### [Work task]
Would you give all of the records again, exactly as they read?

★ ★ ★ ★

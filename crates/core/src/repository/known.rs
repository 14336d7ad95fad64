//! Registry of locations the user has tried to reach.

use std::collections::BTreeSet;
use std::sync::{Mutex, PoisonError};

/// Records locations so that they stay visible even when authentication
/// fails.
pub trait KnownLocations: Send + Sync {
    /// Adds `location` if it is not already recorded.
    fn ensure_known(&self, location: &str);
}

/// Registry that records nothing.
#[derive(Clone, Copy, Debug, Default)]
pub struct NoKnownLocations;

impl KnownLocations for NoKnownLocations {
    fn ensure_known(&self, _: &str) {}
}

/// In-memory registry.
#[derive(Debug, Default)]
pub struct KnownLocationSet {
    locations: Mutex<BTreeSet<String>>,
}

impl KnownLocationSet {
    /// Creates an empty registry.
    #[must_use]
    pub fn new() -> Self {
        Self::default()
    }

    /// Reports whether `location` was recorded.
    #[must_use]
    pub fn contains(&self, location: &str) -> bool {
        self.locations
            .lock()
            .unwrap_or_else(PoisonError::into_inner)
            .contains(location)
    }

    /// Every recorded location in sorted order.
    #[must_use]
    pub fn locations(&self) -> Vec<String> {
        self.locations
            .lock()
            .unwrap_or_else(PoisonError::into_inner)
            .iter()
            .cloned()
            .collect()
    }
}

impl KnownLocations for KnownLocationSet {
    fn ensure_known(&self, location: &str) {
        let mut locations = self.locations.lock().unwrap_or_else(PoisonError::into_inner);
        if !locations.contains(location) {
            locations.insert(location.to_owned());
        }
    }
}

#[cfg(test)]
mod tests {
    use super::*;

    #[test]
    fn ensure_known_is_idempotent() {
        let known = KnownLocationSet::new();
        known.ensure_known(":pserver:cvs.example.org:/cvsroot");
        known.ensure_known(":pserver:cvs.example.org:/cvsroot");
        known.ensure_known(":ext:cvs.example.org:/cvsroot");
        assert!(known.contains(":pserver:cvs.example.org:/cvsroot"));
        assert_eq!(
            known.locations(),
            [":ext:cvs.example.org:/cvsroot", ":pserver:cvs.example.org:/cvsroot"]
        );
    }
}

★ ★ ★ ★

### [Answer]
filename crates/core/src/repository/known.rs
repository 14336d7ad95fad64
//! Registry of locations the user has tried to reach.

use std::collections::BTreeSet;
use std::sync::{Mutex, PoisonError};

/// Records locations so that they stay visible even when authentication
/// fails.
pub trait KnownLocations: Send + Sync {
    /// Adds `location` if it is not already recorded.
    fn ensure_known(&self, location: &str);
}

/// Registry that records nothing.
#[derive(Clone, Copy, Debug, Default)]
pub struct NoKnownLocations;

impl KnownLocations for NoKnownLocations {
    fn ensure_known(&self, _: &str) {}
}

/// In-memory registry.
#[derive(Debug, Default)]
pub struct KnownLocationSet {
    locations: Mutex<BTreeSet<String>>,
}

impl KnownLocationSet {
    /// Creates an empty registry.
    #[must_use]
    pub fn new() -> Self {
        Self::default()
    }

    /// Reports whether `location` was recorded.
    #[must_use]
    pub fn contains(&self, location: &str) -> bool {
        self.locations
            .lock()
            .unwrap_or_else(PoisonError::into_inner)
            .contains(location)
    }

    /// Every recorded location in sorted order.
    #[must_use]
    pub fn locations(&self) -> Vec<String> {
        self.locations
            .lock()
            .unwrap_or_else(PoisonError::into_inner)
            .iter()
            .cloned()
            .collect()
    }
}

impl KnownLocations for KnownLocationSet {
    fn ensure_known(&self, location: &str) {
        let mut locations = self.locations.lock().unwrap_or_else(PoisonError::into_inner);
        if !locations.contains(location) {
            locations.insert(location.to_owned());
        }
    }
}

#[cfg(test)]
mod tests {
    use super::*;

    #[test]
    fn ensure_known_is_idempotent() {
        let known = KnownLocationSet::new();
        known.ensure_known(":pserver:cvs.example.org:/cvsroot");
        known.ensure_known(":pserver:cvs.example.org:/cvsroot");
        known.ensure_known(":ext:cvs.example.org:/cvsroot");
        assert!(known.contains(":pserver:cvs.example.org:/cvsroot"));
        assert_eq!(
            known.locations(),
            [":ext:cvs.example.org:/cvsroot", ":pserver:cvs.example.org:/cvsroot"]
        );
    }
}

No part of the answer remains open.